Cell culture quantitative reverse-transcriptase polymerase chain reaction
RNA was extracted from M10G cells using RNeasy Plus Mini Kit (Qiagen, cat# 74134) and cDNA was synthesized using the iScript cDNA Synthesis Kit (Bio-Rad, cat# 1708891). Target genes were amplified using PowerUp SYBR Green Master Mix and QuantStudio 6 thermocycler (Thermo Fisher Scientific). Gene expression was calculated using the DDCt method, with normalization to GAPDH (sense: 5’-ATGGGGAAGGTGAAGGTCG-3’, antisense: 5’-GGGGTCATTGATGGCAACAATA-3’). Target gene primers included CDKN2A (sense: 5’-ATGGAGCCTTCGGCTGACT-3’, antisense: 5’-GTAACTATTCGGTGCGTTGGG-3’), CDKN2B (sense: 5’-ACGGAGTCAACCGTTTCGGGAG-3’, antisense: 5’-GGTCGGGTGAGAGTGGCAGG-3’), and ARID1A (sense: 5’-CCTGAAGAACTCGAACGGGAA-3’, antisense: 5’-TCCGCCATGTTGTTGGTGG-3’).

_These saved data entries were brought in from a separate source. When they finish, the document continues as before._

use super::bind::{push_operand, push_path, push_text};
use super::BindValue;
use crate::db::search::escape::like_pattern;
use quarry_query::{CompareOp, Condition, FilterPredicate, FilterValue};

/// Render a predicate as a boolean SQL expression over `{alias}.body`.
///
/// Every condition renders to a non-null boolean, so `NOT` keeps two-valued
/// logic: a document lacking the field (or holding a value of another type)
/// fails the comparison and passes its negation.
pub(crate) fn build_predicate_sql(
    predicate: &FilterPredicate,
    bind_params: &mut Vec<BindValue>,
    alias: &str,
) -> String {
    match predicate {
        FilterPredicate::MatchAll => "TRUE".to_string(),
        FilterPredicate::Condition(c) => build_condition_sql(c, bind_params, alias),
        FilterPredicate::And(a, b) => format!(
            "({} AND {})",
            build_predicate_sql(a, bind_params, alias),
            build_predicate_sql(b, bind_params, alias)
        ),
        FilterPredicate::Or(a, b) => format!(
            "({} OR {})",
            build_predicate_sql(a, bind_params, alias),
            build_predicate_sql(b, bind_params, alias)
        ),
        FilterPredicate::Not(inner) => {
            format!("NOT ({})", build_predicate_sql(inner, bind_params, alias))
        }
    }
}

fn build_condition_sql(c: &Condition, bind_params: &mut Vec<BindValue>, alias: &str) -> String {
    let path_idx = push_path(bind_params, c.path());
    let typed = typed_value_expr(alias, path_idx, &c.value);

    match (c.op, &c.value) {
        (
            CompareOp::Contains | CompareOp::StartsWith | CompareOp::EndsWith,
            FilterValue::String(s),
        ) => {
            let pattern = match c.op {
                CompareOp::Contains => like_pattern(s, true, true),
                CompareOp::StartsWith => like_pattern(s, false, true),
                _ => like_pattern(s, true, false),
            };
            let idx = push_text(bind_params, pattern);
            format!("COALESCE(lower({typed}) LIKE ${idx} ESCAPE '\\', FALSE)")
        }
        (CompareOp::Ne, value) => {
            let operand = push_operand(bind_params, value);
            format!("NOT COALESCE({typed} = {operand}, FALSE)")
        }
        (op, value) => {
            let operand = push_operand(bind_params, value);
            format!("COALESCE({typed} {} {operand}, FALSE)", sql_operator(op))
        }
    }
}

/// Extract the field as the operand's SQL type, or NULL when the stored JSON
/// value is missing or of another type.
fn typed_value_expr(alias: &str, path_idx: usize, value: &FilterValue) -> String {
    let node = format!("{alias}.body #> ${path_idx}");
    let text = format!("{alias}.body #>> ${path_idx}");
    match value {
        FilterValue::String(_) => {
            format!("(CASE WHEN jsonb_typeof({node}) = 'string' THEN {text} END)")
        }
        FilterValue::Number(_) => {
            format!("(CASE WHEN jsonb_typeof({node}) = 'number' THEN ({text})::numeric END)")
        }
        FilterValue::Boolean(_) => {
            format!("(CASE WHEN jsonb_typeof({node}) = 'boolean' THEN ({text})::boolean END)")
        }
        FilterValue::DateTime(_) => format!(
            "(CASE WHEN jsonb_typeof({node}) = 'string' THEN quarry_try_timestamptz({text}) END)"
        ),
    }
}

fn sql_operator(op: CompareOp) -> &'static str {
    match op {
        CompareOp::Eq => "=",
        CompareOp::Ne => "<>",
        CompareOp::Gt => ">",
        CompareOp::Ge => ">=",
        CompareOp::Lt => "<",
        CompareOp::Le => "<=",
        // Rendered as LIKE patterns above.
        CompareOp::Contains | CompareOp::StartsWith | CompareOp::EndsWith => "=",
    }
}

Cell culture RNA sequencing and analysis
RNA was extracted from triplicate M10G cultures (sgNTC, sgCDKN2A, sgCDKN2B, sgARID1A) using the RNeasy Plus Mini Kit (Qiagen, cat#74134). 1ug of RNA from each condition was shipped to Medgenome (Foster City, CA) for bulk RNA sequencing (Supplementary Table 10). Quality control was performed using FASTQC (v0.11.9) and the results were aggregated using MultiQC (v1.12). Adapter sequences and bases with quality scores <30 at the 3’ and 5’ ends of the reads were trimmed using Cutadapt (v3.7). Trimmed treads that were less than 20 bases in length were discarded. Processed reads were mapped to the reference genome GRCh38 using HISAT2 (v2.2.0) with default parameters. FeatureCounts (v2.0.0) was used to extract gene expression counts. The resulting count matrix was used to perform differential gene expression analysis with DESeq2 (v1.36.0).

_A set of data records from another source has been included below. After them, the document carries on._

use crate::support::*;
use axum::http::StatusCode;
use quarry::db::{search::SearchRequest, MemoryStore};
use quarry::models::UserMapper;
use serde_json::json;
use std::sync::Arc;

#[tokio::test]
async fn default_sort_is_id_ascending() -> anyhow::Result<()> {
    let app = TestApp::new()?;
    let (status, page) = app.get("/api/v1/users/search").await?;
    assert_status(status, StatusCode::OK, "default sort");
    assert_eq!(content_field(&page, "id")?, vec!["1", "2", "3"]);
    Ok(())
}

#[tokio::test]
async fn direction_without_field_is_ignored() -> anyhow::Result<()> {
    let app = TestApp::new()?;
    for uri in [
        "/api/v1/users/search?sortDir=DESC",
        "/api/v1/users/search?sortDir=nonsense",
        "/api/v1/users/search?sortBy=&sortDir=DESC",
    ] {
        let (status, page) = app.get(uri).await?;
        assert_status(status, StatusCode::OK, uri);
        assert_eq!(content_field(&page, "id")?, vec!["1", "2", "3"], "{uri}");
    }
    Ok(())
}

#[tokio::test]
async fn name_orders_follow_direction() -> anyhow::Result<()> {
    let app = TestApp::new()?;
    let engine = &app.state.search_engine;

    let asc = engine
        .search(&UserMapper, &SearchRequest::new(10, 0).with_sort("name", "ASC"))
        .await?;
    let names: Vec<_> = asc.content.iter().map(|u| u.name.as_str()).collect();
    assert!(names.windows(2).all(|w| w[0] <= w[1]), "{names:?}");

    let desc = engine
        .search(&UserMapper, &SearchRequest::new(10, 0).with_sort("name", "desc"))
        .await?;
    let names: Vec<_> = desc.content.iter().map(|u| u.name.as_str()).collect();
    assert_eq!(names, vec!["Carol", "Bob", "Alice"]);

    let by_field_only = engine
        .search(&UserMapper, &SearchRequest::new(10, 0).with_sort_field("age"))
        .await?;
    let ages: Vec<_> = by_field_only.content.iter().map(|u| u.age).collect();
    assert_eq!(ages, vec![Some(27), Some(31), Some(45)]);
    Ok(())
}

#[tokio::test]
async fn equal_keys_and_missing_values_are_stable_across_pages() -> anyhow::Result<()> {
    let store = MemoryStore::new();
    store.insert_many(
        "users",
        vec![
            json!({"id": "d", "name": "Same"}),
            json!({"id": "b", "name": "Same"}),
            json!({"id": "c"}),
            json!({"id": "a", "name": "Same"}),
            json!({"id": "e", "name": "Other"}),
        ],
    )?;
    let app = TestApp::with_store(Arc::new(store), |_| {});

    let mut seen = Vec::new();
    for page in 0..3 {
        let (status, body) = app
            .get(&format!(
                "/api/v1/users/search?size=2&page={page}&sortBy=name&sortDir=DESC"
            ))
            .await?;
        assert_status(status, StatusCode::OK, "sorted page");
        seen.extend(content_field(&body, "id")?.into_iter().map(str::to_string));
    }
    assert_eq!(seen, vec!["a", "b", "d", "e", "c"]);
    Ok(())
}

#[tokio::test]
async fn unknown_sort_field_sorts_as_all_missing() -> anyhow::Result<()> {
    let app = TestApp::new()?;
    let (status, page) = app
        .get("/api/v1/users/search?sortBy=nickname&sortDir=DESC")
        .await?;
    assert_status(status, StatusCode::OK, "unknown sort field");
    assert_eq!(content_field(&page, "id")?, vec!["1", "2", "3"]);
    Ok(())
}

Gene Set Enrichment Analysis (GSEA, v4.3.2) was performed to determine whether differentially expressed in M10G cultures belonged to common biological pathways. Gene rank scores were calculated using the formula: sign(log2 fold-change) × −log10(p-value). Pathways were defined using the gene set file Human_GOBP_AllPathways_no_GO_iea_December_01_2022_symbol.gmt, which is maintained by the Bader laboratory. Gene set size was limited to range between 15 and 500, and positive and negative enrichment files were generated using 2000 permutations. The EnrichmentMap App (v3.3.4) in Cytoscape (v3.7.2) was used to visualize the results of pathway analysis. Nodes with FDR q value < 0.05 and p-value < 0.05, and nodes sharing gene overlaps with Jaccard + Overlap Combined (JOC) threshold of 0.375 were connected by blue lines (edges) to generate network maps. Clusters of related pathways were identified and annotated using the AutoAnnotate app (v1.3.5) in Cytoscape that uses a Markov Cluster algorithm to connect pathways by shared keywords in the description of each pathway. The resulting groups of pathways were designated as the consensus pathways in a circle.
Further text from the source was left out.